Pollard has an imposing pedigree, which one might demand of a scholar willing to tackle such a contentious subject: he is no amateur in examining modern popes in times of conflict. He has devoted much of his professional career to the Vatican and Catholicism in Fascist Italy, and his biography of Benedict XV is one of the most significant of any language. His introduction includes several crucial definitions and a brief sketch of the papacy up to Benedict’s election in September 1914. His conclusion speaks cogently of the legacy of the period as a whole, which he refers to simply as the age of totalitarianism, and addresses its greatest legacy: bringing the divisions between Church conservatives and liberals to the fore, leading to the most radical changes in Church history at the Second Vatican Council (478).

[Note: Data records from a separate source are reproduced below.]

// math.rs
// Description: Matrix algebra primitives used by every pipeline stage: multiply, transpose,
//              scale, element wise add, row softmax, bias add, ReLU and layer norm.
//              Shape violations return EngineError::ShapeMismatch instead of panicking.
// History:
// - 2026-10-17: Collect the matrix helpers formerly spread over the layer structs.
// - 2026-10-17: Degenerate (empty) operands are valid inputs, not errors.

use ndarray::{Array1, Array2};

use crate::error::{EngineError, Result};

pub const LAYER_NORM_EPSILON: f32 = 1e-5;

pub fn identity(i_size: usize) -> Array2<f32> {
    Array2::eye(i_size)
}

// Standard matrix product. If either side has zero rows or zero columns the result is a
// zero filled rows(A) x cols(B) matrix.
pub fn multiply(a_lhs: &Array2<f32>, a_rhs: &Array2<f32>) -> Result<Array2<f32>> {
    if a_lhs.is_empty() || a_rhs.is_empty() {
        return Ok(Array2::zeros((a_lhs.nrows(), a_rhs.ncols())));
    }
    if a_lhs.ncols() != a_rhs.nrows() {
        log::error!(
            "multiply: dim mismatch A_cols({}) != B_rows({})",
            a_lhs.ncols(),
            a_rhs.nrows()
        );
        return Err(EngineError::shape(format!(
            "Matrix mul dim mismatch: A_cols({}) !== B_rows({})",
            a_lhs.ncols(),
            a_rhs.nrows()
        )));
    }
    Ok(a_lhs.dot(a_rhs))
}

pub fn transpose(a_input: &Array2<f32>) -> Array2<f32> {
    a_input.t().as_standard_layout().into_owned()
}

pub fn scale(a_input: &Array2<f32>, d_scalar: f32) -> Array2<f32> {
    a_input.mapv(|x| x * d_scalar)
}

pub fn elementwise_add(a_lhs: &Array2<f32>, a_rhs: &Array2<f32>) -> Result<Array2<f32>> {
    if a_lhs.dim() != a_rhs.dim() {
        log::error!(
            "elementwise_add: dim mismatch {:?} vs {:?}",
            a_lhs.dim(),
            a_rhs.dim()
        );
        return Err(EngineError::shape(format!(
            "Element-wise sum dim mismatch: {}x{} vs {}x{}",
            a_lhs.nrows(),
            a_lhs.ncols(),
            a_rhs.nrows(),
            a_rhs.ncols()
        )));
    }
    Ok(a_lhs + a_rhs)
}

/// Row wise softmax, stabilized by subtracting the row max.
///
/// A row containing `+inf` splits its mass evenly over the `+inf` entries. A row whose
/// exponentials sum to zero or to a non finite value (all `-inf`, NaN) falls back to a
/// uniform distribution. Empty rows stay empty.
pub fn softmax_rows(a_scores: &Array2<f32>) -> Array2<f32> {
    let mut a_out = a_scores.clone();
    for mut a_row in a_out.rows_mut() {
        let i_len = a_row.len();
        if i_len == 0 {
            continue;
        }
        let d_uniform = 1.0 / i_len as f32;

        let d_max = a_row.iter().copied().fold(f32::NEG_INFINITY, f32::max);
        if d_max == f32::INFINITY {
            let i_inf = a_row.iter().filter(|&&x| x == f32::INFINITY).count();
            let d_share = 1.0 / i_inf as f32;
            a_row.mapv_inplace(|x| if x == f32::INFINITY { d_share } else { 0.0 });
            continue;
        }
        if d_max == f32::NEG_INFINITY {
            a_row.fill(d_uniform);
            continue;
        }

        a_row.mapv_inplace(|x| (x - d_max).exp());
        let d_sum: f32 = a_row.sum();
        if d_sum == 0.0 || !d_sum.is_finite() {
            a_row.fill(d_uniform);
        } else {
            a_row.mapv_inplace(|x| x / d_sum);
        }
    }
    a_out
}

// Broadcasts the bias over every row. A length mismatch is a hard failure.
pub fn add_bias(a_input: &Array2<f32>, a_bias: &Array1<f32>) -> Result<Array2<f32>> {
    if a_input.ncols() != a_bias.len() {
        log::warn!(
            "add_bias: bias length {} does not match column count {}",
            a_bias.len(),
            a_input.ncols()
        );
        return Err(EngineError::shape(
            "Bias vector length must match matrix column count.",
        ));
    }
    Ok(a_input + a_bias)
}

pub fn relu(a_input: &Array2<f32>) -> Array2<f32> {
    a_input.mapv(|x| x.max(0.0))
}

/// Per row normalization: `gamma[j] * (x - mean) / sqrt(var + epsilon) + beta[j]`.
///
/// Uses the population variance. Empty input yields empty output.
pub fn layer_norm(
    a_input: &Array2<f32>,
    a_gamma: &Array1<f32>,
    a_beta: &Array1<f32>,
    d_epsilon: f32,
) -> Result<Array2<f32>> {
    if a_input.nrows() == 0 || a_input.ncols() == 0 {
        return Ok(a_input.clone());
    }
    let i_cols = a_input.ncols();
    if a_gamma.len() != i_cols || a_beta.len() != i_cols {
        return Err(EngineError::shape(format!(
            "LayerNorm gamma/beta length ({}/{}) must match column count ({})",
            a_gamma.len(),
            a_beta.len(),
            i_cols
        )));
    }

    let d_n = i_cols as f32;
    let mut a_out = Array2::<f32>::zeros(a_input.raw_dim());
    for (a_row, mut a_out_row) in a_input.rows().into_iter().zip(a_out.rows_mut()) {
        let d_mean = a_row.sum() / d_n;
        let d_var = a_row.iter().map(|&x| (x - d_mean) * (x - d_mean)).sum::<f32>() / d_n;
        let d_inv_std = 1.0 / (d_var + d_epsilon).sqrt();

        for j in 0..i_cols {
            a_out_row[j] = a_gamma[j] * (a_row[j] - d_mean) * d_inv_std + a_beta[j];
        }
    }
    Ok(a_out)
}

Kornberg takes on both sides of the Pius War, questioning the various ways in which scholars have sought to either support Pius’s reactions to the Nazi regime or have tried to find fault with Pius’s response (or lack thereof). At the book’s outset, Kornberg asks the fundamental question that has frustrated both sides of the scholarly debate: “why was the pope unable to deal with radical evil?” (3) Kornberg argues that, in his view, the papacy of Pius XII was a moral failure out of “calculated acquiescence;” meaning that the pope willingly allowed Nazi atrocities to happen “because of his own priorities and responsibilities as head of the Roman Catholic Church” (8-9). Kornberg then tracks how Pius’s reputation drastically plummeted in the 1960s, in no small part to the wildly successful play by Rolf Hochhuth, Der Stellvertreter, (The Deputy) which depicted a cold, calculating Pius who sat silent in the face of Nazi crimes for “reasons of state” (16). With this incendiary play, debates raged: was Pius complicit with the Nazi regime due to his silence or was Hochhuth’s play no more than a deeply flawed portrayal of the Pope? Kornberg takes the reader through the play, the reactions and counter-reactions to it and links this to the role of Vatican II in further sealing the demise of Pius’s reputation. A new era was opening up for the Church under the leadership of the charismatic and charming Pope John XXIII and Kornberg dryly notes that in this new climate, “it was inevitable that Pius XII’s reputation would sink like a stone” (35). At issue here was the question of mission: what was the Catholic Church’s role? Was it to serve as a voice of morality to the world, was it to concern itself primarily with pastoral care, or was it to be a mixture of both of these? Raising these questions allows Kornberg to move on to his next chapter, addressing the options of Eugenio Pacelli and his role in the drafting of the Reichskonkordat.